He is charged with one count of securities fraud, which carries a maximum sentence of 20 years in prison and a maximum fine of USD 5 million.
Acting Manhattan US Attorney Joon Kim said Mr Krishnamoorthy made approximately USD 48,000 in illicit profits through the insider trading scheme.
The Securities and Exchange Commission filed a parallel civil complaint alleging that the accused learned that Golden Gate Capital planned to acquire publicly traded advertising technology company Neustar Inc.
He then began trading in Neustar securities.
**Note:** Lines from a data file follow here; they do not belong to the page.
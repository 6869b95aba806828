//! Roster exports and team filtering.
//!
//! A roster is a JSON document with a top-level `data` array, one object per
//! player:
//!
//! ```json
//! {"data": [{"Name": "Stone", "Age": 27, "Position": "D (C)", "Club": "Valencia",
//!            "Highest Role Score": 14.0, "cdd": 14.0, "fbs": 11.0}]}
//! ```
//!
//! `Name` is required. Numeric attributes besides `Age` (role scores and the
//! best-score anchor) become metrics; other text is carried through. A player
//! without `Age` is logged and has no known age.

use std::collections::BTreeMap;
use std::path::Path;

use serde::Deserialize;
use serde_json::Value;
use squadforge_core::{PlayerRecord, Pool};
use thiserror::Error;
use tracing::{info, warn};

/// Roster loading error
#[derive(Debug, Error)]
pub enum RosterError {
    #[error("IO error: {0}")]
    Io(#[from] std::io::Error),

    #[error("JSON parse error: {0}")]
    Json(#[from] serde_json::Error),
}

#[derive(Debug, Deserialize)]
struct RosterDocument {
    data: Vec<RawPlayer>,
}

#[derive(Debug, Deserialize)]
struct RawPlayer {
    #[serde(rename = "Name")]
    name: String,
    #[serde(rename = "Age", default)]
    age: Option<f64>,
    #[serde(rename = "Position", alias = "Positions", default)]
    position: Option<String>,
    #[serde(rename = "Club", default)]
    club: Option<String>,
    #[serde(rename = "Nat", default)]
    nationality: Option<String>,
    #[serde(rename = "Transfer Value", default)]
    transfer_value: Option<String>,
    #[serde(rename = "Wage", default)]
    wage: Option<String>,
    #[serde(flatten)]
    rest: BTreeMap<String, Value>,
}

impl RawPlayer {
    fn into_record(self) -> PlayerRecord {
        let mut record = PlayerRecord::new(self.name);
        match self.age {
            Some(age) => record = record.with_age(age),
            None => warn!(event = "missing_age", player = record.name()),
        }
        if let Some(position) = self.position {
            record = record.with_position(position);
        }
        if let Some(club) = self.club {
            record = record.with_club(club);
        }
        if let Some(nat) = self.nationality {
            record = record.with_nationality(nat);
        }
        if let Some(value) = self.transfer_value {
            record = record.with_transfer_value(value);
        }
        if let Some(wage) = self.wage {
            record = record.with_wage(wage);
        }
        for (key, value) in self.rest {
            record = match value {
                Value::Number(n) => match n.as_f64() {
                    Some(v) => record.with_metric(key, v),
                    None => record,
                },
                Value::String(s) => record.with_attribute(key, s),
                Value::Bool(b) => record.with_attribute(key, b.to_string()),
                Value::Null | Value::Array(_) | Value::Object(_) => record,
            };
        }
        record
    }
}

/// Every player of an export, across all clubs and nationalities.
#[derive(Debug, Clone, Default)]
pub struct Roster {
    pool: Pool,
}

impl Roster {
    /// Parses a roster from JSON text.
    ///
    /// # Errors
    ///
    /// [`RosterError::Json`] for malformed JSON, a missing `data` array or a
    /// player without `Name`.
    pub fn from_json_str(s: &str) -> Result<Self, RosterError> {
        let document: RosterDocument = serde_json::from_str(s)?;
        let pool: Pool = document.data.into_iter().map(RawPlayer::into_record).collect();
        info!(
            event = "roster_loaded",
            player_count = pool.len(),
            column_count = pool.columns().len(),
        );
        Ok(Self { pool })
    }

    /// Reads and parses a roster file.
    pub fn from_json_file(path: impl AsRef<Path>) -> Result<Self, RosterError> {
        let contents = std::fs::read_to_string(path)?;
        Self::from_json_str(&contents)
    }

    pub fn pool(&self) -> &Pool {
        &self.pool
    }

    pub fn len(&self) -> usize {
        self.pool.len()
    }

    pub fn is_empty(&self) -> bool {
        self.pool.is_empty()
    }

    /// Players matching `filter`, with the full roster schema.
    pub fn select(&self, filter: &RosterFilter) -> Pool {
        filter.apply(&self.pool)
    }
}

/// Which players of a roster a selection draws from.
#[derive(Debug, Clone, PartialEq, Eq)]
pub struct RosterFilter {
    /// Club name, or nationality when `national_squad` is set. Matched exactly.
    pub team: String,
    pub national_squad: bool,
    /// Players excluded by name.
    pub remove: Vec<String>,
}

impl RosterFilter {
    pub fn club(team: impl Into<String>) -> Self {
        Self {
            team: team.into(),
            national_squad: false,
            remove: Vec::new(),
        }
    }

    pub fn nation(team: impl Into<String>) -> Self {
        Self {
            national_squad: true,
            ..Self::club(team)
        }
    }

    pub fn with_national_squad(mut self, enabled: bool) -> Self {
        self.national_squad = enabled;
        self
    }

    pub fn removing<I, S>(mut self, names: I) -> Self
    where
        I: IntoIterator<Item = S>,
        S: Into<String>,
    {
        self.remove.extend(names.into_iter().map(Into::into));
        self
    }

    fn matches_team(&self, player: &PlayerRecord) -> bool {
        let team = if self.national_squad {
            player.nationality()
        } else {
            player.club()
        };
        team == Some(self.team.as_str())
    }

    /// Keeps the team's players minus the removed names.
    pub fn apply(&self, pool: &Pool) -> Pool {
        let selected = pool
            .filtered(|p| self.matches_team(p))
            .without_names(self.remove.iter().map(String::as_str));
        info!(
            event = "roster_filter",
            team = self.team.as_str(),
            player_count = selected.len(),
            removed = self.remove.len(),
        );
        selected
    }
}
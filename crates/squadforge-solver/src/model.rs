//! Binary assignment model.
//!
//! Candidates are assigned to slots. A decision variable `x[c][s]` exists
//! only where the objective has a coefficient for `(c, s)`. The objective is
//! to maximize the sum of coefficients of the chosen variables subject to the
//! model's [`ModelConstraint`]s.

use std::fmt;

/// A linear constraint over the decision variables.
#[derive(Debug, Clone, PartialEq)]
pub enum ModelConstraint {
    /// `sum_s x[c][s] <= 1` for every candidate `c`.
    ExclusiveCandidates,

    /// `min <= sum_c x[c][slot] <= max`.
    SlotCount { slot: usize, min: usize, max: usize },

    /// `sum_c sum_s x[c][s] >= min`.
    TotalAtLeast { min: usize },

    /// `sum_c weights[c] * sum_s x[c][s] <= limit`.
    WeightBudget {
        name: String,
        weights: Vec<f64>,
        limit: f64,
    },
}

impl fmt::Display for ModelConstraint {
    fn fmt(&self, f: &mut fmt::Formatter<'_>) -> fmt::Result {
        match self {
            ModelConstraint::ExclusiveCandidates => write!(f, "exclusive candidates"),
            ModelConstraint::SlotCount { slot, min, max } => {
                write!(f, "slot {} count in {}..={}", slot, min, max)
            }
            ModelConstraint::TotalAtLeast { min } => write!(f, "total >= {}", min),
            ModelConstraint::WeightBudget { name, limit, .. } => {
                write!(f, "{} budget <= {}", name, limit)
            }
        }
    }
}

/// Objective coefficients plus constraints.
///
/// # Example
///
/// ```
/// use squadforge_solver::{AssignmentModel, ModelConstraint};
///
/// let mut model = AssignmentModel::new("example", 2);
/// model.add_candidate(vec![Some(10.0), None]);
/// model.add_candidate(vec![None, Some(12.0)]);
/// model.add_constraint(ModelConstraint::ExclusiveCandidates);
///
/// assert_eq!(model.objective_value(&[Some(0), Some(1)]), 22.0);
/// assert!(model.is_satisfied(&[Some(0), Some(1)]));
/// assert!(!model.is_satisfied(&[Some(1), None]), "no variable for (0, 1)");
/// ```
#[derive(Debug, Clone, PartialEq)]
pub struct AssignmentModel {
    name: String,
    slot_count: usize,
    objective: Vec<Vec<Option<f64>>>,
    constraints: Vec<ModelConstraint>,
}

impl AssignmentModel {
    pub fn new(name: impl Into<String>, slot_count: usize) -> Self {
        Self {
            name: name.into(),
            slot_count,
            objective: Vec::new(),
            constraints: Vec::new(),
        }
    }

    /// Adds a candidate row and returns its index.
    ///
    /// The row is padded with `None` or truncated to the slot count.
    pub fn add_candidate(&mut self, mut coefficients: Vec<Option<f64>>) -> usize {
        coefficients.resize(self.slot_count, None);
        self.objective.push(coefficients);
        self.objective.len() - 1
    }

    pub fn add_constraint(&mut self, constraint: ModelConstraint) {
        self.constraints.push(constraint);
    }

    pub fn name(&self) -> &str {
        &self.name
    }

    pub fn candidate_count(&self) -> usize {
        self.objective.len()
    }

    pub fn slot_count(&self) -> usize {
        self.slot_count
    }

    /// Number of decision variables.
    pub fn variable_count(&self) -> usize {
        self.objective
            .iter()
            .map(|row| row.iter().filter(|c| c.is_some()).count())
            .sum()
    }

    /// Objective coefficient, `None` when no variable exists for the pair.
    pub fn coefficient(&self, candidate: usize, slot: usize) -> Option<f64> {
        self.objective
            .get(candidate)
            .and_then(|row| row.get(slot).copied().flatten())
    }

    pub fn constraints(&self) -> &[ModelConstraint] {
        &self.constraints
    }

    /// Objective value of an assignment (one optional slot per candidate).
    pub fn objective_value(&self, assignment: &[Option<usize>]) -> f64 {
        assignment
            .iter()
            .enumerate()
            .filter_map(|(c, slot)| slot.and_then(|s| self.coefficient(c, s)))
            .sum()
    }

    /// Lists every constraint the assignment violates.
    pub fn violations(&self, assignment: &[Option<usize>]) -> Vec<String> {
        let mut violations = Vec::new();

        if assignment.len() != self.candidate_count() {
            violations.push(format!(
                "assignment covers {} candidates, model has {}",
                assignment.len(),
                self.candidate_count()
            ));
            return violations;
        }

        for (c, slot) in assignment.iter().enumerate() {
            if let Some(s) = slot {
                if self.coefficient(c, *s).is_none() {
                    violations.push(format!("candidate {} has no variable for slot {}", c, s));
                }
            }
        }

        let mut counts = vec![0usize; self.slot_count];
        for s in assignment.iter().flatten() {
            if let Some(count) = counts.get_mut(*s) {
                *count += 1;
            }
        }
        let total = assignment.iter().flatten().count();

        for constraint in &self.constraints {
            let satisfied = match constraint {
                // One optional slot per candidate encodes exclusivity.
                ModelConstraint::ExclusiveCandidates => true,
                ModelConstraint::SlotCount { slot, min, max } => counts
                    .get(*slot)
                    .is_some_and(|n| *n >= *min && *n <= *max),
                ModelConstraint::TotalAtLeast { min } => total >= *min,
                ModelConstraint::WeightBudget { weights, limit, .. } => {
                    let used: f64 = assignment
                        .iter()
                        .enumerate()
                        .filter(|(_, slot)| slot.is_some())
                        .map(|(c, _)| weights.get(c).copied().unwrap_or(0.0))
                        .sum();
                    used <= *limit + 1e-9
                }
            };
            if !satisfied {
                violations.push(constraint.to_string());
            }
        }
        violations
    }

    /// Returns true if the assignment satisfies every constraint.
    pub fn is_satisfied(&self, assignment: &[Option<usize>]) -> bool {
        self.violations(assignment).is_empty()
    }
}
The trading took place in two brokerage accounts that Mr Krishnamoorthy allegedly kept hidden from his employer, which had been approached by Golden Gate Capital to finance the transaction.
Mr Krishnamoorthy was presented in Manhattan federal court before United States Magistrate Judge Kevin Nathaniel Fox yesterday.
Mr Kim said Mr Krishnamoorthy has been charged with violating his duty to his company and trading on insider information.
"He allegedly exploited his access to information about a pending acquisition to purchase stock and options, making tens of thousands of dollars in illegal profit for himself," the attorney said.
The insider trading case is among the first brought by Mr Kim, who succeeded Preet Bharara, Manhattan's top federal prosecutor after he was fired by the Trump administration.
Mr Bharara had successfully prosecuted several high profile insider trading cases, including those against India-born Rajat Gupta and his one time friend and business associate Raj Rajaratnam.
According to the complaint filed in Manhattan federal court, as vice president and risk management specialist, Mr Krishnamoorthy had access to material non-public information concerning mergers and acquisitions for which the investment bank he worked in might potentially provide financing.
In November 2016, Golden Gate Capital contacted the investment bank concerning financing for the acquisition of Neustar. Around that time, he received multiple emails regarding the investment bank's potential involvement in the transaction, including emails that summarised the details of the deal.
In violation of the company's policies and in breach of his duties, Mr Krishnamoorthy used this material non-public information to acquire Neustar stock and options.
In the days and weeks after receiving the emails, and prior to the public announcement of Neustar's acquisition, Mr Krishnamoorthy purchased numerous Neustar call options and shares of its stock in brokerage accounts held in the names of both Mr Krishnamoorthy and his wife.
The public announcement of Neustar's acquisition in December last year resulted in an approximately 20 percent increase in the value of Neustar stock, resulting in a corresponding increase in the value of the call options and equity stock held by Mr Krishnamoorthy and his spouse.